For a lot of us, our morning cup of coffee is almost an afterthought. Maybe you’ve got a tried-and-true Mr. Coffee machine on your kitchen counter, or perhaps you swing into the drive-through on your way to work each morning. For Jordan Fallon, the morning cup of coffee is a ritual that calls for precision. He grinds beans in a state-of-the-art Baratza grinder, then pours water, which he mineralizes himself and has heated to exactly 198 degrees Fahrenheit, over a Kalita Wave dripper, which is a type of pour-over dripper. If this sounds like more work than you’re willing to put into a cup of coffee at home, the good news is that you can at least get a to-go cup or a bag of coffee beans made by someone who takes java this seriously.

Jordan, founder of Bare Knuckle Coffee in Jefferson City, started roasting coffee when he was fifteen years old. He remembers having a particularly good cup of coffee in San Diego when he was younger, and then thinking, “What’s with mid-Missouri coffee being so subpar?” Jordan recalls that first batch of home-roasted coffee wasn’t exactly what he was looking for, but gradually he learned more and began to improve. Eventually, he had the opportunity to buy a production roaster from the owner of Sump Coffee in St. Louis, which led to him launching Bare Knuckle in 2016.
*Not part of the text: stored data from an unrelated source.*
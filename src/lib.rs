//! folio - version/revision bookkeeping for manuscript submission tracking
//!
//! For a single title, maintains an ordered two-level numbering scheme
//! (integer version, letter-coded revision) over a set of document records.
//! The engine supports add, remove, move up, move down, and
//! convert-to-version, and restores dense numbering after every mutation:
//! versions 1..N with no gaps, revisions contiguous from `A` within each
//! version.

pub mod engine;
pub mod model;
pub mod observability;
pub mod store;
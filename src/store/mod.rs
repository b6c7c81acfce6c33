//! Row-store contract consumed by the renumbering engine
//!
//! The engine never talks to a database directly; it reads a title's rows
//! through this trait, edits an owned snapshot, and writes back only the
//! changed rows in one pass. `MemoryStore` is the reference implementation
//! and test double; production backends adapt their own persistence to the
//! same contract.

mod errors;
mod memory;

pub use errors::{StoreError, StoreResult};
pub use memory::MemoryStore;

use crate::model::{RecordId, TitleId, VersionRevision};

/// Persistence contract for revision rows.
///
/// Implementations must return rows ordered `version DESC, revision ASC`;
/// the engine's snapshot ordering and all position-relative reasoning depend
/// on it.
pub trait RevisionStore {
    /// Fetches every revision row for a title, ordered `version DESC,
    /// revision ASC`.
    fn fetch_for_title(&self, title_id: TitleId) -> StoreResult<Vec<VersionRevision>>;

    /// Inserts a new row. Fails if the record id is already present.
    fn insert(&mut self, record: &VersionRevision) -> StoreResult<()>;

    /// Writes back the given rows in one pass. Every row must already exist.
    fn update_batch(&mut self, records: &[VersionRevision]) -> StoreResult<()>;

    /// Deletes a row by record id. Fails if the id is unknown.
    fn delete(&mut self, record_id: RecordId) -> StoreResult<()>;
}
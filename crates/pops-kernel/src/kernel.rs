//! The `DispersalKernel` trait and the kernel type catalogue.

use std::fmt;
use std::str::FromStr;

use pops_core::SimRng;

use crate::KernelError;

// ── Origin ────────────────────────────────────────────────────────────────────

/// Source cell of a disperser.
///
/// `dispersers` is the number of dispersers leaving this cell on the current
/// day.  Only the deterministic window kernel reads it; it splits the
/// window's probability mass evenly among them.
#[derive(Copy, Clone, PartialEq, Eq, Debug)]
pub struct Origin {
    pub row:        i64,
    pub col:        i64,
    pub dispersers: u64,
}

impl Origin {
    #[inline]
    pub fn new(row: i64, col: i64) -> Self {
        Self { row, col, dispersers: 1 }
    }

    #[inline]
    pub fn with_dispersers(mut self, dispersers: u64) -> Self {
        self.dispersers = dispersers;
        self
    }
}

// ── DispersalKernel ───────────────────────────────────────────────────────────

/// Samples a destination cell for one disperser.
///
/// The returned coordinate may lie outside the grid; the engine decides what
/// happens to such dispersers.  Implementations never fail at call time: all
/// parameter checks happen when the kernel is built.
///
/// Kernels take `&mut self` because some of them (the deterministic window
/// kernel) consume per-origin state between calls.
pub trait DispersalKernel {
    fn sample(&mut self, rng: &mut SimRng, origin: Origin) -> (i64, i64);

    /// `false` if this kernel cannot disperse from `(row, col)`.
    ///
    /// Default: every cell is eligible.
    fn is_cell_eligible(&self, _row: i64, _col: i64) -> bool {
        true
    }

    /// Called once at the start of every spread day, before any sample.
    ///
    /// Kernels that keep per-origin state drop it here.  Default: nothing.
    fn begin_day(&mut self) {}
}

// ── KernelType ────────────────────────────────────────────────────────────────

/// Named kernel families accepted in configuration.
#[derive(Copy, Clone, PartialEq, Eq, Hash, Debug)]
#[derive(serde::Serialize, serde::Deserialize)]
#[serde(try_from = "String", into = "String")]
pub enum KernelType {
    Cauchy,
    Exponential,
    ExponentialPower,
    Gamma,
    HyperbolicSecant,
    Logistic,
    LogNormal,
    Normal,
    PowerLaw,
    Weibull,
    Uniform,
    DeterministicNeighbor,
    Network,
}

impl KernelType {
    pub const ALL: [KernelType; 13] = [
        KernelType::Cauchy,
        KernelType::Exponential,
        KernelType::ExponentialPower,
        KernelType::Gamma,
        KernelType::HyperbolicSecant,
        KernelType::Logistic,
        KernelType::LogNormal,
        KernelType::Normal,
        KernelType::PowerLaw,
        KernelType::Weibull,
        KernelType::Uniform,
        KernelType::DeterministicNeighbor,
        KernelType::Network,
    ];

    pub fn as_str(self) -> &'static str {
        match self {
            KernelType::Cauchy => "cauchy",
            KernelType::Exponential => "exponential",
            KernelType::ExponentialPower => "exponential-power",
            KernelType::Gamma => "gamma",
            KernelType::HyperbolicSecant => "hyperbolic-secant",
            KernelType::Logistic => "logistic",
            KernelType::LogNormal => "log-normal",
            KernelType::Normal => "normal",
            KernelType::PowerLaw => "power-law",
            KernelType::Weibull => "weibull",
            KernelType::Uniform => "uniform",
            KernelType::DeterministicNeighbor => "deterministic-neighbor",
            KernelType::Network => "network",
        }
    }

    /// `true` for the laws backed by a [`Distribution`](crate::Distribution).
    pub fn is_distance_law(self) -> bool {
        !matches!(self, KernelType::Uniform | KernelType::DeterministicNeighbor | KernelType::Network)
    }
}

impl fmt::Display for KernelType {
    fn fmt(&self, f: &mut fmt::Formatter<'_>) -> fmt::Result {
        f.write_str(self.as_str())
    }
}

impl FromStr for KernelType {
    type Err = KernelError;

    /// Case-insensitive; `_` and `-` are interchangeable
    /// (`"log_normal"`, `"Log-Normal"` and `"log-normal"` are the same).
    fn from_str(s: &str) -> Result<Self, KernelError> {
        let key = s.trim().to_ascii_lowercase().replace('_', "-");
        KernelType::ALL
            .into_iter()
            .find(|k| k.as_str() == key)
            .ok_or_else(|| KernelError::Config(format!("unknown kernel type {s:?}")))
    }
}

impl TryFrom<String> for KernelType {
    type Error = KernelError;
    fn try_from(s: String) -> Result<Self, KernelError> {
        s.parse()
    }
}

impl From<KernelType> for String {
    fn from(k: KernelType) -> String {
        k.as_str().to_owned()
    }
}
According to Jordan, his hands-on experience with roasting has led him to think about coffee differently than someone who may have been trained on a production roaster. “Really quickly we learned through manual methods that you need to roast each coffee totally differently as it comes down the line and treat it like a new practice all the time,” he says.

Precision is central to the way Bare Knuckle approaches making coffee. Jordan works with an importer out of Minneapolis, and he’s extremely particular about what kinds of coffee beans he decides to work with. “We look at everything from plant variety to how it’s handled in that year to what’s the moisture,” Jordan says. “There’s a lot of background research that goes into those coffees before we have them on deck.” He adds that Bare Knuckle Coffee emphasizes traceability and can identify which farm and harvest date beans come from. The company also emphasizes getting green-produced coffee beans, ensuring environmental sustainability.
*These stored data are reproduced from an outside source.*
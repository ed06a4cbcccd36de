//! Deterministic window dispersal.
//!
//! # Algorithm
//!
//! At construction a square-ish window around a virtual origin is filled
//! with `|pdf(distance)|`, where distance is measured between cell centres
//! in map units, and the weights are normalised to sum to 1.  The window
//! half-size covers `icdf(dispersal_percentage)` map units in each axis.
//!
//! Dispersers from one origin then "spend" the window:
//!
//! ```text
//! if origin changed or a new day began:
//!     working = window; proportion = 1 / dispersers
//! cell = first argmax(working) in row-major order
//! working[cell] -= proportion
//! return origin + (cell - mid)
//! ```
//!
//! So `n` dispersers land on the `n` most probable cells, revisiting a cell
//! only once its share has been used up.  No randomness is involved.

use pops_core::{Grid, GridAccess, SimRng};

use crate::{DispersalKernel, Distribution, KernelError, KernelResult, Origin};

/// Largest window the kernel will allocate.
const MAX_WINDOW_CELLS: usize = 10_000_000;

#[derive(Clone, Debug)]
pub struct DeterministicKernel {
    window:     Grid<f64>,
    working:    Grid<f64>,
    mid_row:    usize,
    mid_col:    usize,
    proportion: f64,
    last:       Option<(i64, i64)>,
}

impl DeterministicKernel {
    /// Build the window for `distribution`.
    ///
    /// `dispersal_percentage` is the share of the distribution's mass the
    /// window must cover, in `(0, 1)`.
    pub fn new(
        distribution:         &Distribution,
        dispersal_percentage: f64,
        ew_res:               f64,
        ns_res:               f64,
    ) -> KernelResult<Self> {
        if !(dispersal_percentage > 0.0 && dispersal_percentage < 1.0) {
            return Err(KernelError::InvalidParameter {
                law:   distribution.name(),
                name:  "dispersal_percentage",
                value: dispersal_percentage,
            });
        }
        for (name, value) in [("ew_res", ew_res), ("ns_res", ns_res)] {
            if !(value.is_finite() && value > 0.0) {
                return Err(KernelError::InvalidParameter { law: distribution.name(), name, value });
            }
        }

        let reach = distribution.icdf(dispersal_percentage).abs();
        let half_rows = half_size(reach, ns_res)?;
        let half_cols = half_size(reach, ew_res)?;
        let rows = 2 * half_rows + 1;
        let cols = 2 * half_cols + 1;
        if rows.saturating_mul(cols) > MAX_WINDOW_CELLS {
            return Err(KernelError::Config(format!(
                "{} window of {rows}x{cols} cells is too large; lower dispersal_percentage or scale",
                distribution.name()
            )));
        }

        let mut window = Grid::new(rows, cols, 0.0);
        let mut max_finite = 0.0f64;
        for cell in window.iter_cells() {
            let dy = (cell.row as f64 - half_rows as f64) * ns_res;
            let dx = (cell.col as f64 - half_cols as f64) * ew_res;
            let w = distribution.pdf(dx.hypot(dy)).abs();
            if w.is_finite() {
                max_finite = max_finite.max(w);
            }
            window[cell] = w;
        }
        // A density singularity at zero distance (gamma with shape < 1).
        for w in window.as_mut_slice() {
            if !w.is_finite() {
                *w = max_finite;
            }
        }
        let total: f64 = window.iter().sum();
        if !(total > 0.0) {
            return Err(KernelError::Config(format!(
                "{} window has zero total weight",
                distribution.name()
            )));
        }
        for w in window.as_mut_slice() {
            *w /= total;
        }

        Ok(Self {
            working: window.clone(),
            window,
            mid_row: half_rows,
            mid_col: half_cols,
            proportion: 1.0,
            last: None,
        })
    }

    /// Normalised window weights.
    pub fn window(&self) -> &Grid<f64> {
        &self.window
    }

    /// `(rows, cols)` of the window.
    pub fn window_shape(&self) -> (usize, usize) {
        (self.window.rows(), self.window.cols())
    }

    fn argmax(&self) -> usize {
        let mut best = 0;
        for (i, &w) in self.working.as_slice().iter().enumerate() {
            if w > self.working.as_slice()[best] {
                best = i;
            }
        }
        best
    }
}

fn half_size(reach: f64, res: f64) -> KernelResult<usize> {
    let cells = (reach / res).ceil();
    if !cells.is_finite() || cells > MAX_WINDOW_CELLS as f64 {
        return Err(KernelError::Config(format!(
            "dispersal window reach of {reach} map units cannot be represented"
        )));
    }
    Ok(cells.max(0.0) as usize)
}

impl DispersalKernel for DeterministicKernel {
    fn sample(&mut self, _rng: &mut SimRng, origin: Origin) -> (i64, i64) {
        if self.last != Some((origin.row, origin.col)) {
            self.working.as_mut_slice().copy_from_slice(self.window.as_slice());
            self.proportion = 1.0 / origin.dispersers.max(1) as f64;
            self.last = Some((origin.row, origin.col));
        }
        let i = self.argmax();
        self.working.as_mut_slice()[i] -= self.proportion;
        let cols = self.working.cols();
        let (row, col) = (i / cols, i % cols);
        (
            origin.row + row as i64 - self.mid_row as i64,
            origin.col + col as i64 - self.mid_col as i64,
        )
    }

    /// The next sample starts from a fresh window even at the same origin.
    fn begin_day(&mut self) {
        self.last = None;
    }
}
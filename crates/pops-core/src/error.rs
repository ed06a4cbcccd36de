//! Base error type.
//!
//! Sub-crates define their own error enums and wrap `PopsError` as one
//! variant via `#[from]`.

use thiserror::Error;

/// The error type for `pops-core` and a common base for sub-crates.
#[derive(Debug, Error)]
pub enum PopsError {
    #[error("configuration error: {0}")]
    Config(String),

    #[error("parse error: {0}")]
    Parse(String),

    #[error("grid buffer holds {got} cells, expected {rows}x{cols}")]
    BufferSize { rows: usize, cols: usize, got: usize },

    #[error("I/O error: {0}")]
    Io(#[from] std::io::Error),
}

/// Shorthand result type for all `pops-*` crates.
pub type PopsResult<T> = Result<T, PopsError>;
Jordan explains that selecting coffee beans carefully and roasting them the right way doesn’t necessarily go hand-in-hand with putting out a perennially available, consistent product. He compares it to the difference between getting produce from the supermarket any time of year versus getting something that is in-season at the farmers market. Bare Knuckle has one coffee that is available year-round, and the rest are roasted individually. “Each coffee is roasted differently, and when we’re out of it you’ll never see it again,” he says.
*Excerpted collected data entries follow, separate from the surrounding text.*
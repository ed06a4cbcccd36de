//! Network error type.

use thiserror::Error;

use pops_core::Cell;

/// Errors produced by `pops-network`.
#[derive(Debug, Error)]
pub enum NetworkError {
    #[error("invalid edge {from} -> {to}: {reason}")]
    InvalidEdge { from: Cell, to: Cell, reason: String },

    #[error("network parse error: {0}")]
    Parse(String),

    #[error("I/O error: {0}")]
    Io(#[from] std::io::Error),
}

pub type NetworkResult<T> = Result<T, NetworkError>;
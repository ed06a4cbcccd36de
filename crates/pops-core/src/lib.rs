//! `pops-core` — foundational types for the `pops` spread simulation engine.
//!
//! This crate is a dependency of every other `pops-*` crate.  It has no
//! `pops-*` dependencies and few external ones (`rand`, `chrono`,
//! `thiserror`, plus optional `serde`).
//!
//! # What lives here
//!
//! | Module          | Contents                                              |
//! |-----------------|-------------------------------------------------------|
//! | [`grid`]        | `Grid<T>` (owned), `GridView<'a, T>` (borrowed), `Cell` |
//! | [`date`]        | `Date`, `Season`, day iteration                       |
//! | [`direction`]   | `Direction` compass enum                              |
//! | [`rng`]         | `SimRng` (per-run generator)                          |
//! | [`error`]       | `PopsError`, `PopsResult`                             |
//!
//! # Feature flags
//!
//! | Flag    | Effect                                                     |
//! |---------|------------------------------------------------------------|
//! | `serde` | Adds `Serialize`/`Deserialize` to all public types.        |

pub mod date;
pub mod direction;
pub mod error;
pub mod grid;
pub mod rng;

#[cfg(test)]
mod tests;

// ── Re-exports ────────────────────────────────────────────────────────────────

pub use date::{Date, DayIter, Season};
pub use direction::Direction;
pub use error::{PopsError, PopsResult};
pub use grid::{Cell, Grid, GridAccess, GridView};
pub use rng::SimRng;
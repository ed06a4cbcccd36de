//! Kernel configuration and assembly.

use std::sync::Arc;

use serde::{Deserialize, Serialize};

use pops_core::Direction;
use pops_network::Network;

use crate::{
    DeterministicBranch, DeterministicKernel, DeterministicNeighborKernel, Distribution, KernelError,
    KernelResult, KernelType, NaturalAnthropogenicKernel, NetworkKernel, RadialKernel,
    StochasticKernel, SwitchKernel, UniformKernel,
};

fn one() -> f64 {
    1.0
}

/// One kernel as written in a configuration file.
///
/// ```yaml
/// kind: cauchy
/// scale: 20.0
/// direction: NE
/// kappa: 2.0
/// ```
#[derive(Clone, Debug, PartialEq, Serialize, Deserialize)]
pub struct KernelConfig {
    pub kind: KernelType,
    #[serde(default = "one")]
    pub scale: f64,
    /// Second parameter of two-parameter laws; ignored by the others.
    #[serde(default = "one")]
    pub shape: f64,
    #[serde(default)]
    pub direction: Direction,
    /// Von Mises concentration around `direction`.  `0` is isotropic.
    #[serde(default)]
    pub kappa: f64,
}

impl KernelConfig {
    pub fn new(kind: KernelType, scale: f64) -> Self {
        Self { kind, scale, shape: 1.0, direction: Direction::None, kappa: 0.0 }
    }

    pub fn with_shape(mut self, shape: f64) -> Self {
        self.shape = shape;
        self
    }

    pub fn with_direction(mut self, direction: Direction, kappa: f64) -> Self {
        self.direction = direction;
        self.kappa = kappa;
        self
    }

    /// Check parameters without needing a grid or network.
    pub fn validate(&self) -> KernelResult<()> {
        if !self.kappa.is_finite() || self.kappa < 0.0 {
            return Err(KernelError::InvalidParameter {
                law:   "von-mises",
                name:  "kappa",
                value: self.kappa,
            });
        }
        match self.kind {
            KernelType::DeterministicNeighbor => {
                DeterministicNeighborKernel::new(self.direction).map(|_| ())
            }
            KernelType::Uniform | KernelType::Network => Ok(()),
            kind => Distribution::from_kernel_type(kind, self.scale, self.shape).map(|_| ()),
        }
    }
}

/// Landscape facts a kernel needs beyond its own parameters.
#[derive(Clone, Debug)]
pub struct KernelContext {
    pub rows:                 usize,
    pub cols:                 usize,
    pub ew_res:               f64,
    pub ns_res:               f64,
    /// Mass covered by the deterministic window.
    pub dispersal_percentage: f64,
    pub deterministic:        bool,
    pub network:              Option<Arc<Network>>,
    pub network_min_distance: f64,
    pub network_max_distance: f64,
}

impl KernelContext {
    pub fn new(rows: usize, cols: usize, ew_res: f64, ns_res: f64) -> Self {
        Self {
            rows,
            cols,
            ew_res,
            ns_res,
            dispersal_percentage: 0.99,
            deterministic: false,
            network: None,
            network_min_distance: 0.0,
            network_max_distance: 0.0,
        }
    }
}

/// Assemble the switch kernel described by `cfg`.
///
/// The deterministic window is only built when `ctx.deterministic` is set,
/// since heavy-tailed laws can produce very large windows.
pub fn build_switch_kernel(cfg: &KernelConfig, ctx: &KernelContext) -> KernelResult<SwitchKernel> {
    cfg.validate()?;
    let kernel = match cfg.kind {
        KernelType::Uniform => {
            SwitchKernel::stochastic(StochasticKernel::Uniform(UniformKernel::new(ctx.rows, ctx.cols)?))
        }
        KernelType::Network => {
            let network = ctx.network.clone().ok_or_else(|| {
                KernelError::Config("network kernel configured without a network".into())
            })?;
            let k = NetworkKernel::new(network, ctx.network_min_distance, ctx.network_max_distance)?;
            SwitchKernel::stochastic(StochasticKernel::Network(k))
        }
        KernelType::DeterministicNeighbor => {
            let k = DeterministicNeighborKernel::new(cfg.direction)?;
            SwitchKernel::new(
                StochasticKernel::Neighbor(k),
                Some(DeterministicBranch::Neighbor(k)),
                ctx.deterministic,
            )
        }
        kind => {
            let dist = Distribution::from_kernel_type(kind, cfg.scale, cfg.shape)?;
            let radial = RadialKernel::new(dist, ctx.ew_res, ctx.ns_res)?
                .with_direction(cfg.direction, cfg.kappa)?;
            let branch = if ctx.deterministic {
                Some(DeterministicBranch::Window(DeterministicKernel::new(
                    &dist,
                    ctx.dispersal_percentage,
                    ctx.ew_res,
                    ctx.ns_res,
                )?))
            } else {
                None
            };
            SwitchKernel::new(StochasticKernel::Radial(radial), branch, ctx.deterministic)
        }
    };
    Ok(kernel)
}

/// Assemble the full natural/anthropogenic kernel.
pub fn build_kernel(
    natural:         &KernelConfig,
    anthropogenic:   Option<&KernelConfig>,
    percent_natural: f64,
    ctx:             &KernelContext,
) -> KernelResult<NaturalAnthropogenicKernel> {
    let natural = build_switch_kernel(natural, ctx)?;
    let anthropogenic = anthropogenic.map(|cfg| build_switch_kernel(cfg, ctx)).transpose()?;
    NaturalAnthropogenicKernel::new(natural, anthropogenic, percent_natural)
}
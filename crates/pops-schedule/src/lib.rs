//! `pops-schedule` — per-day activity schedules for the spread engine.
//!
//! # Crate layout
//!
//! | Module        | Contents                                            |
//! |---------------|-----------------------------------------------------|
//! | [`rule`]      | `FrequencyRule` (daily, every N days, monthly, …)   |
//! | [`scheduler`] | `Scheduler`, `ScheduleFlags`                        |
//! | [`loader`]    | `load_dates_csv`, `load_dates_reader`               |
//! | [`error`]     | `ScheduleError`, `ScheduleResult<T>`                |
//!
//! # Usage
//!
//! ```rust,ignore
//! let scheduler = Scheduler::new(date_start, date_end);
//! let spread    = scheduler.build(&FrequencyRule::InSeason(Season::new(3, 9)?))?;
//! let mortality = scheduler.build(&FrequencyRule::EndOfYear)?;
//! if spread.is_active(day) { /* disperse */ }
//! ```

pub mod error;
pub mod loader;
pub mod rule;
pub mod scheduler;


pub use error::{ScheduleError, ScheduleResult};
pub use loader::{load_dates_csv, load_dates_reader};
pub use rule::FrequencyRule;
pub use scheduler::{ScheduleFlags, Scheduler};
Part of Bare Knuckle’s philosophy is emphasizing education. If you look on the website, you’ll find brew guides and other information about how to make a great cup of coffee at home. In the wake of the COVID-19 pandemic, more people are getting their caffeine fi x this way. Jordan says that while in-store sales have gone down, online orders for Bare Knuckle coffee are up, and the company believes in being a resource for people who want to make quality coffee at home. “If people have questions, they can reach out and we’ll try to find an answer,” says Jordan, who also considers his work with Bare Knuckle an ongoing education.

“We’re always learning but it’s come a long way.”